Aaron and I were fast friends, both of us sweetly, pathetically desperate for company. I was an only child, and while Aaron wasn’t he might as well have been. We got along because we didn’t ask many questions about our respective family lives. I didn’t understand half the things his divorced parents argued about, nor did I understand Aaron’s idealized vision of his absent older brother, but I could see how this all affected him and recognized some of the same cracks forming in my own family. We hung out to get away from all of that, as best we could.

So, what do emotionally underdeveloped, suburban boys in the mid-aughts do with their free time? Mainly take turns hurting ourselves trying to re-enact Jackass stunts.

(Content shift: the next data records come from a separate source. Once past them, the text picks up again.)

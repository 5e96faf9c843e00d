//! Request (ClientHello) fingerprints and signatures
//!
//! A [`RequestFingerprint`] holds the already-decoded integer views of one
//! observed ClientHello plus its quirk list; a [`RequestSignature`] is the
//! corresponding pattern from the corpus. The aggregate match is the minimum
//! over the seven field outcomes, and the similarity score counts how many
//! fields matched `Possible` so the check engine can pick the closest record
//! when nothing matches outright.

use crate::detection::cipher_suites::GLOBAL_CIPHER_CHECK;
use crate::errors::{AppError, AppResult};
use crate::types::common::{
    fmt_int_list, fmt_string_list, parse_int_list, parse_string_list, IntList, Match, StringList,
    TlsVersion,
};
use crate::types::int_signature::IntListSignature;
use crate::types::string_signature::StringListSignature;
use std::fmt;

/// Number of independently matched fields in a request signature
pub const FIELD_COUNT: u32 = 7;

/// Observed ClientHello fingerprint, as decoded by an upstream collaborator
#[derive(Debug, Clone, Default, PartialEq, Eq)]
pub struct RequestFingerprint {
    pub version: TlsVersion,
    pub cipher: IntList,
    pub extension: IntList,
    pub curve: IntList,
    pub ec_point_fmt: IntList,
    pub header: IntList,
    pub quirk: StringList,
}

/// Rendered as `version:cipher:extension:curve:ecpointfmt:header:quirk`
impl fmt::Display for RequestFingerprint {
    fn fmt(&self, f: &mut fmt::Formatter<'_>) -> fmt::Result {
        write!(
            f,
            "{}:{}:{}:{}:{}:{}:{}",
            self.version,
            fmt_int_list(&self.cipher),
            fmt_int_list(&self.extension),
            fmt_int_list(&self.curve),
            fmt_int_list(&self.ec_point_fmt),
            fmt_int_list(&self.header),
            fmt_string_list(&self.quirk)
        )
    }
}

impl std::str::FromStr for RequestFingerprint {
    type Err = AppError;

    fn from_str(s: &str) -> AppResult<Self> {
        let fields: Vec<&str> = s.split(':').collect();
        if fields.len() != 7 {
            return Err(AppError::InvalidData(format!(
                "request fingerprint needs 7 fields, got {}",
                fields.len()
            )));
        }
        Ok(RequestFingerprint {
            version: fields[0].parse()?,
            cipher: parse_int_list(fields[1])?,
            extension: parse_int_list(fields[2])?,
            curve: parse_int_list(fields[3])?,
            ec_point_fmt: parse_int_list(fields[4])?,
            header: parse_int_list(fields[5])?,
            quirk: parse_string_list(fields[6])?,
        })
    }
}

/// TLS version window with an expected value inside it
#[derive(Debug, Clone, Copy, Default, PartialEq, Eq)]
pub struct VersionSignature {
    pub min: TlsVersion,
    pub exp: TlsVersion,
    pub max: TlsVersion,
}

impl VersionSignature {
    /// A signature expecting exactly one version
    pub fn exact(version: TlsVersion) -> Self {
        VersionSignature {
            min: version,
            exp: version,
            max: version,
        }
    }

    /// In range and expected is `Possible`; in range but unexpected is
    /// `Unlikely`; out of range is `Impossible`
    pub fn matches(&self, version: TlsVersion) -> Match {
        if version < self.min || version > self.max {
            Match::Impossible
        } else if version == self.exp {
            Match::Possible
        } else {
            Match::Unlikely
        }
    }

    /// Grade implied by the version the browser is expected to offer
    pub fn grade(&self) -> crate::types::common::Grade {
        self.exp.grade()
    }
}

/// Rendered as `min,exp,max` in lowercase hex
impl fmt::Display for VersionSignature {
    fn fmt(&self, f: &mut fmt::Formatter<'_>) -> fmt::Result {
        write!(f, "{},{},{}", self.min, self.exp, self.max)
    }
}

impl std::str::FromStr for VersionSignature {
    type Err = AppError;

    fn from_str(s: &str) -> AppResult<Self> {
        let fields: Vec<&str> = s.split(',').collect();
        if fields.len() != 3 {
            return Err(AppError::InvalidData(format!(
                "version signature needs min,exp,max, got {:?}",
                s
            )));
        }
        let sig = VersionSignature {
            min: fields[0].parse()?,
            exp: fields[1].parse()?,
            max: fields[2].parse()?,
        };
        if !(sig.min <= sig.exp && sig.exp <= sig.max) {
            return Err(AppError::InvalidData(format!(
                "version signature violates min <= exp <= max: {}",
                sig
            )));
        }
        Ok(sig)
    }
}

/// The matched fields of a request signature, in diagnosis priority order
#[derive(Debug, Clone, Copy, PartialEq, Eq)]
pub enum SignatureField {
    Version,
    Cipher,
    Extension,
    Curve,
    EcPointFmt,
    Header,
    Quirk,
}

impl SignatureField {
    /// Fixed first-cause scan order
    pub const ORDER: [SignatureField; 7] = [
        SignatureField::Version,
        SignatureField::Cipher,
        SignatureField::Extension,
        SignatureField::Curve,
        SignatureField::EcPointFmt,
        SignatureField::Header,
        SignatureField::Quirk,
    ];
}

impl fmt::Display for SignatureField {
    fn fmt(&self, f: &mut fmt::Formatter<'_>) -> fmt::Result {
        let token = match self {
            SignatureField::Version => "version",
            SignatureField::Cipher => "cipher",
            SignatureField::Extension => "extension",
            SignatureField::Curve => "curve",
            SignatureField::EcPointFmt => "ecpointfmt",
            SignatureField::Header => "header",
            SignatureField::Quirk => "quirk",
        };
        write!(f, "{}", token)
    }
}

/// Per-field outcomes of one signature evaluation
#[derive(Debug, Clone, Copy, PartialEq, Eq)]
pub struct FieldOutcomes {
    pub version: Match,
    pub cipher: Match,
    pub extension: Match,
    pub curve: Match,
    pub ec_point_fmt: Match,
    pub header: Match,
    pub quirk: Match,
}

impl FieldOutcomes {
    pub fn get(&self, field: SignatureField) -> Match {
        match field {
            SignatureField::Version => self.version,
            SignatureField::Cipher => self.cipher,
            SignatureField::Extension => self.extension,
            SignatureField::Curve => self.curve,
            SignatureField::EcPointFmt => self.ec_point_fmt,
            SignatureField::Header => self.header,
            SignatureField::Quirk => self.quirk,
        }
    }

    /// Outcomes in the fixed scan order
    pub fn iter(&self) -> impl Iterator<Item = (SignatureField, Match)> + '_ {
        SignatureField::ORDER.iter().map(move |f| (*f, self.get(*f)))
    }

    /// Aggregate outcome (minimum over all fields)
    pub fn aggregate(&self) -> Match {
        Match::aggregate(self.iter().map(|(_, outcome)| outcome))
    }

    /// Number of fields that matched `Possible`
    pub fn similarity(&self) -> u32 {
        self.iter()
            .filter(|(_, outcome)| *outcome == Match::Possible)
            .count() as u32
    }
}

/// Pattern over request fingerprints carried by a corpus record
#[derive(Debug, Clone, Default, PartialEq, Eq)]
pub struct RequestSignature {
    pub version: VersionSignature,
    pub cipher: IntListSignature,
    pub extension: IntListSignature,
    pub curve: IntListSignature,
    pub ec_point_fmt: IntListSignature,
    pub header: IntListSignature,
    pub quirk: StringListSignature,
}

impl RequestSignature {
    /// Evaluate every field against the observed fingerprint
    pub fn match_map(&self, observed: &RequestFingerprint) -> FieldOutcomes {
        FieldOutcomes {
            version: self.version.matches(observed.version),
            cipher: self.cipher.matches(&observed.cipher),
            extension: self.extension.matches(&observed.extension),
            curve: self.curve.matches(&observed.curve),
            ec_point_fmt: self.ec_point_fmt.matches(&observed.ec_point_fmt),
            header: self.header.matches(&observed.header),
            quirk: self.quirk.matches(&observed.quirk),
        }
    }

    /// Aggregate outcome plus similarity score in `[0, FIELD_COUNT]`
    pub fn matches(&self, observed: &RequestFingerprint) -> (Match, u32) {
        let outcomes = self.match_map(observed);
        (outcomes.aggregate(), outcomes.similarity())
    }

    /// Grade of the configuration this signature describes: expected-version
    /// grade merged with the cipher-table grade of the expected cipher list
    pub fn grade(&self) -> crate::types::common::Grade {
        self.version
            .grade()
            .merge(GLOBAL_CIPHER_CHECK.grade(&self.cipher.expected()))
    }

    /// Whether the browser described by this signature prefers a
    /// forward-secret cipher
    pub fn is_pfs(&self) -> bool {
        GLOBAL_CIPHER_CHECK.is_first_pfs(&self.cipher.expected())
    }

    /// A witness fingerprint this signature admits as `Possible`
    pub fn projected(&self) -> RequestFingerprint {
        RequestFingerprint {
            version: self.version.exp,
            cipher: self.cipher.projected(),
            extension: self.extension.projected(),
            curve: self.curve.projected(),
            ec_point_fmt: self.ec_point_fmt.projected(),
            header: self.header.projected(),
            quirk: self.quirk.projected(),
        }
    }
}

/// Rendered as `version:cipher:extension:curve:ecpointfmt:header:quirk`
impl fmt::Display for RequestSignature {
    fn fmt(&self, f: &mut fmt::Formatter<'_>) -> fmt::Result {
        write!(
            f,
            "{}:{}:{}:{}:{}:{}:{}",
            self.version,
            self.cipher,
            self.extension,
            self.curve,
            self.ec_point_fmt,
            self.header,
            self.quirk
        )
    }
}

impl std::str::FromStr for RequestSignature {
    type Err = AppError;

    fn from_str(s: &str) -> AppResult<Self> {
        let fields: Vec<&str> = s.split(':').collect();
        if fields.len() != 7 {
            return Err(AppError::InvalidData(format!(
                "request signature needs 7 fields, got {}",
                fields.len()
            )));
        }
        Ok(RequestSignature {
            version: fields[0].parse()?,
            cipher: fields[1].parse()?,
            extension: fields[2].parse()?,
            curve: fields[3].parse()?,
            ec_point_fmt: fields[4].parse()?,
            header: fields[5].parse()?,
            quirk: fields[6].parse()?,
        })
    }
}
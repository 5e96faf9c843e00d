//! Store-agnostic detection logic
//!
//! Shared pieces the check engine builds on: the process-wide cipher-suite
//! property table and the observed-fingerprint normaliser. Everything here
//! operates purely on decoded fingerprint values.

pub mod cipher_suites;
pub mod normalise;

pub use cipher_suites::{CipherCheck, GLOBAL_CIPHER_CHECK};
pub use normalise::{is_grease, normalise};
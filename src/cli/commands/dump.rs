use crate::database::{LinearStore, RecordStore, TreeStore};
use crate::errors::AppResult;
use clap::Args;
use std::fs::File;
use std::io::BufReader;
use std::path::PathBuf;
use tracing::info;

#[derive(Args)]
#[command(author, version, about, long_about = None)]
pub struct DumpCommand {
    /// Signature file to load and re-serialise
    #[arg(long)]
    file: PathBuf,

    /// Index through the browser/OS tree store instead of the linear store
    /// (output is then bucket order, not input order)
    #[arg(long)]
    tree: bool,
}

impl DumpCommand {
    pub fn run(&self) -> AppResult<()> {
        let mut reader = BufReader::new(File::open(&self.file)?);
        let mut stdout = std::io::stdout();
        if self.tree {
            let store = TreeStore::from_reader(&mut reader)?;
            info!("loaded {} records from {}", store.len(), self.file.display());
            store.dump(&mut stdout)?;
        } else {
            let store = LinearStore::from_reader(&mut reader)?;
            info!("loaded {} records from {}", store.len(), self.file.display());
            store.dump(&mut stdout)?;
        }
        Ok(())
    }
}
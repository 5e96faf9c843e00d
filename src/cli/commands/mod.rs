pub mod check;
pub mod dump;
pub mod stats;

use crate::config::AppConfig;
use crate::errors::{AppError, AppResult};
use tracing::{info, warn};

/// Load the application configuration, or explain how to provide one
pub fn load_app_config() -> AppResult<AppConfig> {
    match AppConfig::load() {
        Ok(config) => {
            info!("Configuration loaded successfully");
            Ok(config)
        }
        Err(e) => {
            warn!("Failed to load configuration: {}", e);
            info!("Create config.toml or set MITM_* environment variables to configure file paths");
            Err(AppError::Config(format!("Configuration error: {}", e)))
        }
    }
}
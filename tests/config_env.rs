//! Configuration precedence: defaults, then environment overrides

use mitm_analyser::config::AppConfig;
use serial_test::serial;

fn clear_mitm_env() {
    for key in [
        "MITM_BROWSER_FILE",
        "MITM_MITM_FILE",
        "MITM_BAD_HEADER_FILE",
        "MITM_LOADER_URL",
    ] {
        std::env::remove_var(key);
    }
}

#[test]
#[serial]
fn test_defaults_apply_without_config() {
    clear_mitm_env();
    let config = AppConfig::load().unwrap();
    assert_eq!(config.fingerprints.browser_file, "fingerprints/browser.sig");
    assert_eq!(config.fingerprints.mitm_file, "fingerprints/mitm.sig");
    assert_eq!(config.fingerprints.bad_header_file, "fingerprints/badheader.sig");
    assert_eq!(config.loader.base_url, None);
    assert!(config.build_loader().unwrap().is_none());
}

#[test]
#[serial]
fn test_environment_overrides_defaults() {
    clear_mitm_env();
    std::env::set_var("MITM_BROWSER_FILE", "/srv/sigs/browser.sig");
    std::env::set_var("MITM_LOADER_URL", "https://sigs.example.test/corpus");

    let config = AppConfig::load().unwrap();
    assert_eq!(config.fingerprints.browser_file, "/srv/sigs/browser.sig");
    assert_eq!(
        config.loader.base_url.as_deref(),
        Some("https://sigs.example.test/corpus")
    );
    assert!(config.build_loader().unwrap().is_some());

    clear_mitm_env();
}
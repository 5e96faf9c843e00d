//! TLS MITM Interception Analyser - Type System
//!
//! - `common`: match algebra, grades and primitive list/set types
//! - `int_signature`: polarity-tagged identifier-list signatures
//! - `string_signature`: polarity-tagged quirk-list signatures
//! - `ua`: user-agent fingerprints and signatures
//! - `request`: ClientHello fingerprints and signatures

pub mod common;
pub mod int_signature;
pub mod request;
pub mod string_signature;
pub mod ua;

// Re-export everything through the aggregator
pub use common::*;
pub use int_signature::{IntListSignature, Polarity};
pub use request::{
    FieldOutcomes, RequestFingerprint, RequestSignature, SignatureField, VersionSignature,
    FIELD_COUNT,
};
pub use string_signature::StringListSignature;
pub use ua::{
    BrowserName, BrowserVersion, DeviceType, OsName, UaFingerprint, UaSignature, VersionRange,
};
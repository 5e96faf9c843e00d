//! Record stores
//!
//! Two store implementations share one contract: [`LinearStore`] scans every
//! record and is used for the small MITM corpus, where request-fingerprint
//! queries cannot be pre-indexed; [`TreeStore`] indexes records by browser
//! then OS and serves the user-agent lookups of the much larger browser
//! corpus. Stores are populated at load time and read-only during checks;
//! `add`/`clear`/`load` must be sequenced by the caller (build, then
//! publish).

pub mod linear;
pub mod record;
pub mod tree;

pub use linear::LinearStore;
pub use record::{record_body, MitmInfo, MitmType, Record};
pub use tree::TreeStore;

use crate::errors::{AppError, AppResult};
use crate::types::request::RequestFingerprint;
use crate::types::ua::UaFingerprint;
use std::io::{BufRead, Write};

/// Contract shared by the record stores
pub trait RecordStore {
    /// Insert a record; queries return records in insertion order
    fn add(&mut self, record: Record);

    /// Remove all records
    fn clear(&mut self);

    /// Number of records held
    fn len(&self) -> usize;

    fn is_empty(&self) -> bool {
        self.len() == 0
    }

    /// Write each record in canonical text form, one per line
    fn dump(&self, output: &mut dyn Write) -> AppResult<()>;

    /// Every record whose user-agent signature admits the fingerprint
    fn get_by_ua_fingerprint(&self, fingerprint: &UaFingerprint) -> Vec<&Record>;

    /// Every record whose request signature admits the fingerprint
    fn get_by_request_fingerprint(&self, fingerprint: &RequestFingerprint) -> Vec<&Record>;

    /// Consume a textual record stream, adding each parsed record.
    ///
    /// The first malformed record aborts the whole load with an error naming
    /// the offending line.
    fn load(&mut self, input: &mut dyn BufRead) -> AppResult<()> {
        for (index, line) in input.lines().enumerate() {
            let line = line?;
            let Some(body) = record_body(&line) else {
                continue;
            };
            let record = body.parse().map_err(|err: AppError| AppError::InvalidRecord {
                line: index + 1,
                reason: err.to_string(),
            })?;
            self.add(record);
        }
        Ok(())
    }
}
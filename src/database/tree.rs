//! Browser/OS-indexed record store

use crate::database::record::Record;
use crate::database::RecordStore;
use crate::errors::AppResult;
use crate::types::request::RequestFingerprint;
use crate::types::ua::{BrowserName, OsName, UaFingerprint};
use std::collections::BTreeMap;
use std::io::{BufRead, Write};

/// Two-level map keyed by browser name then OS name. Records whose signature
/// carries the `Unknown` sentinel for either key are filed under that
/// sentinel, so user-agent queries union the concrete bucket with the
/// `Unknown` bucket at each level. Iteration is deterministic: key order
/// across buckets, insertion order within one.
#[derive(Debug, Clone, Default)]
pub struct TreeStore {
    buckets: BTreeMap<BrowserName, BTreeMap<OsName, Vec<Record>>>,
    record_count: usize,
}

impl TreeStore {
    pub fn new() -> Self {
        Self::default()
    }

    /// Build a store from a textual record stream
    pub fn from_reader(input: &mut dyn BufRead) -> AppResult<Self> {
        let mut store = TreeStore::new();
        store.load(input)?;
        Ok(store)
    }

    /// Record counts per (browser, OS) bucket, in key order
    pub fn bucket_counts(&self) -> Vec<((BrowserName, OsName), usize)> {
        self.buckets
            .iter()
            .flat_map(|(browser, os_map)| {
                os_map
                    .iter()
                    .map(move |(os, records)| ((*browser, *os), records.len()))
            })
            .collect()
    }

    fn bucket(&self, browser: BrowserName, os: OsName) -> Option<&Vec<Record>> {
        self.buckets.get(&browser).and_then(|os_map| os_map.get(&os))
    }
}

impl RecordStore for TreeStore {
    fn add(&mut self, record: Record) {
        self.buckets
            .entry(record.ua_signature.browser_name)
            .or_default()
            .entry(record.ua_signature.os_name)
            .or_default()
            .push(record);
        self.record_count += 1;
    }

    fn clear(&mut self) {
        self.buckets.clear();
        self.record_count = 0;
    }

    fn len(&self) -> usize {
        self.record_count
    }

    fn dump(&self, output: &mut dyn Write) -> AppResult<()> {
        for os_map in self.buckets.values() {
            for records in os_map.values() {
                for record in records {
                    writeln!(output, "{}", record)?;
                }
            }
        }
        Ok(())
    }

    fn get_by_ua_fingerprint(&self, fingerprint: &UaFingerprint) -> Vec<&Record> {
        let mut keys: Vec<(BrowserName, OsName)> = Vec::with_capacity(4);
        for key in [
            (fingerprint.browser_name, fingerprint.os_name),
            (fingerprint.browser_name, OsName::Unknown),
            (BrowserName::Unknown, fingerprint.os_name),
            (BrowserName::Unknown, OsName::Unknown),
        ] {
            if !keys.contains(&key) {
                keys.push(key);
            }
        }
        keys.into_iter()
            .filter_map(|(browser, os)| self.bucket(browser, os))
            .flatten()
            .filter(|record| record.admits_ua(fingerprint))
            .collect()
    }

    fn get_by_request_fingerprint(&self, fingerprint: &RequestFingerprint) -> Vec<&Record> {
        self.buckets
            .values()
            .flat_map(|os_map| os_map.values())
            .flatten()
            .filter(|record| record.admits_request(fingerprint))
            .collect()
    }
}

#[cfg(test)]
mod tests {
    use super::*;
    use crate::types::ua::{BrowserVersion, DeviceType};

    fn record(line: &str) -> Record {
        line.parse().unwrap()
    }

    fn chrome_on_windows() -> UaFingerprint {
        UaFingerprint {
            browser_name: BrowserName::Chrome,
            browser_version: BrowserVersion::Major(55),
            os_name: OsName::Windows,
            device_type: DeviceType::Computer,
            quirk: vec![],
        }
    }

    #[test]
    fn test_store_sanity() {
        let mut store = TreeStore::new();
        assert!(store.is_empty());
        store.add(record("chrome:*-*:windows:*:|300,303,305::::::"));
        assert_eq!(store.len(), 1);
        store.clear();
        assert_eq!(store.len(), 0);
    }

    #[test]
    fn test_lookup_unions_concrete_and_unknown_buckets() {
        let mut store = TreeStore::new();
        store.add(record("chrome:*-*:windows:*:|300,303,305::::::"));
        store.add(record("chrome:*-*:*:*:|300,303,305::::::"));
        store.add(record("*:*-*:windows:*:|300,303,305::::::"));
        store.add(record("*:*-*:*:*:|300,303,305::::::"));
        store.add(record("firefox:*-*:windows:*:|300,303,305::::::"));

        let matched = store.get_by_ua_fingerprint(&chrome_on_windows());
        assert_eq!(matched.len(), 4);
        assert!(matched
            .iter()
            .all(|record| record.ua_signature.browser_name != BrowserName::Firefox));
    }

    #[test]
    fn test_unknown_fingerprint_only_reaches_wildcard_records() {
        let mut store = TreeStore::new();
        store.add(record("chrome:*-*:windows:*:|300,303,305::::::"));
        store.add(record("*:*-*:*:*:|300,303,305::::::"));

        let unknown = UaFingerprint::default();
        let matched = store.get_by_ua_fingerprint(&unknown);
        assert_eq!(matched.len(), 1);
        assert_eq!(matched[0].ua_signature.browser_name, BrowserName::Unknown);
    }

    #[test]
    fn test_version_range_filter_applies_within_bucket() {
        let mut store = TreeStore::new();
        store.add(record("chrome:52-58:windows:*:|300,303,305::::::"));
        store.add(record("chrome:60-70:windows:*:|300,303,305::::::"));

        let matched = store.get_by_ua_fingerprint(&chrome_on_windows());
        assert_eq!(matched.len(), 1);
    }

    #[test]
    fn test_request_fingerprint_query_scans_every_bucket() {
        let mut store = TreeStore::new();
        store.add(record("chrome:*-*:windows:*:|300,303,305:c02b:::::"));
        store.add(record("firefox:*-*:linux:*:|300,303,305:c02b,c030:::::"));
        store.add(record("safari:*-*:macos:*:|300,300,300:c02b:::::"));

        let observed: RequestFingerprint = "303:c02b:::::".parse().unwrap();
        assert_eq!(store.get_by_request_fingerprint(&observed).len(), 2);
    }

    #[test]
    fn test_dump_covers_all_buckets() {
        let mut store = TreeStore::new();
        store.add(record("chrome:*-*:windows:*:|300,303,305::::::"));
        store.add(record("*:*-*:*:*:|300,303,305::::::"));
        let mut dumped = Vec::new();
        store.dump(&mut dumped).unwrap();
        let text = String::from_utf8(dumped).unwrap();
        assert_eq!(text.lines().count(), 2);
    }
}
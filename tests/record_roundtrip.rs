//! Corpus round-trip properties
//!
//! Every record in a valid corpus must survive `parse -> dump -> parse`
//! bit-exactly, including lines wearing the full production dressing
//! (label column, comments, quotes).

mod common;

use common::{CHROME_RECORD, PROXY_MITM_RECORD};
use mitm_analyser::database::{record_body, LinearStore, Record, RecordStore};

const CORPUS_RECORDS: &[&str] = &[
    CHROME_RECORD,
    PROXY_MITM_RECORD,
    // wildcard UA, empty request fields
    "*:*-*:*:*:|300,303,305::::::",
    // every polarity marker in one cipher field
    "firefox:52-*:linux:computer:|301,303,304:$c02b,$c02c,^1301,9c,?a,!4:0:17,1d:0:1:^grease,?gsa",
    // malware record with several product names
    "*:*-*:*:*:|300,301,303:4,5,a:0:1d:0:1,2:?badhdr|evil-proxy,evil-av:malware:c",
];

#[test]
fn test_every_corpus_record_round_trips() {
    for line in CORPUS_RECORDS {
        let record: Record = line.parse().unwrap();
        let dumped = record.to_string();
        assert_eq!(&dumped, line, "canonical form changed");
        let reparsed: Record = dumped.parse().unwrap();
        assert_eq!(reparsed, record);
    }
}

#[test]
fn test_store_dump_round_trips_with_line_dressing() {
    let dressed = format!(
        "browser-chrome-1\t\"{}\" # desktop chrome\n\n# full-line comment\nmitm-proxy-1\t{}\n",
        CHROME_RECORD, PROXY_MITM_RECORD
    );
    let store = LinearStore::from_reader(&mut dressed.as_bytes()).unwrap();
    assert_eq!(store.len(), 2);

    let mut dumped = Vec::new();
    store.dump(&mut dumped).unwrap();
    let expected = format!("{}\n{}\n", CHROME_RECORD, PROXY_MITM_RECORD);
    assert_eq!(String::from_utf8(dumped).unwrap(), expected);
}

#[test]
fn test_record_body_strips_dressing() {
    assert_eq!(record_body("label\t\"body\" # note"), Some("body"));
    assert_eq!(record_body("# comment only"), None);
}

#[test]
fn test_parse_error_names_offending_line() {
    let corpus = format!("{}\nbroken|record\n", CHROME_RECORD);
    let err = LinearStore::from_reader(&mut corpus.as_bytes()).unwrap_err();
    let message = err.to_string();
    assert!(message.contains("line 2"), "got: {}", message);
}

#[test]
fn test_parse_error_aborts_whole_load() {
    let corpus = format!("not-a-record\n{}\n", CHROME_RECORD);
    assert!(LinearStore::from_reader(&mut corpus.as_bytes()).is_err());
}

The words “Hi! I’m Johnny Knoxville and welcome to Jackass” still inspire an almost reptilian chemical reaction in my brain. The back of my neck tingles, there’s a phantom odor of shit, and I have the sudden urge to jump in the air. Jackass was, to us, one of those taboo TV shows we assumed we weren’t allowed to watch because there was a lot of cursing and a general comfort with grown-up vices like drinking and smoking. The other stuff — encounters with venomous animals, the broken bones, the gratuitous amounts of piss and vomit, the open wounds — we saw every day (a classmate once found a rattlesnake skin in the middle of the soccer field and spent the entirety of a recess sitting next to it before a teacher came by shrieking because it was actually a used condom).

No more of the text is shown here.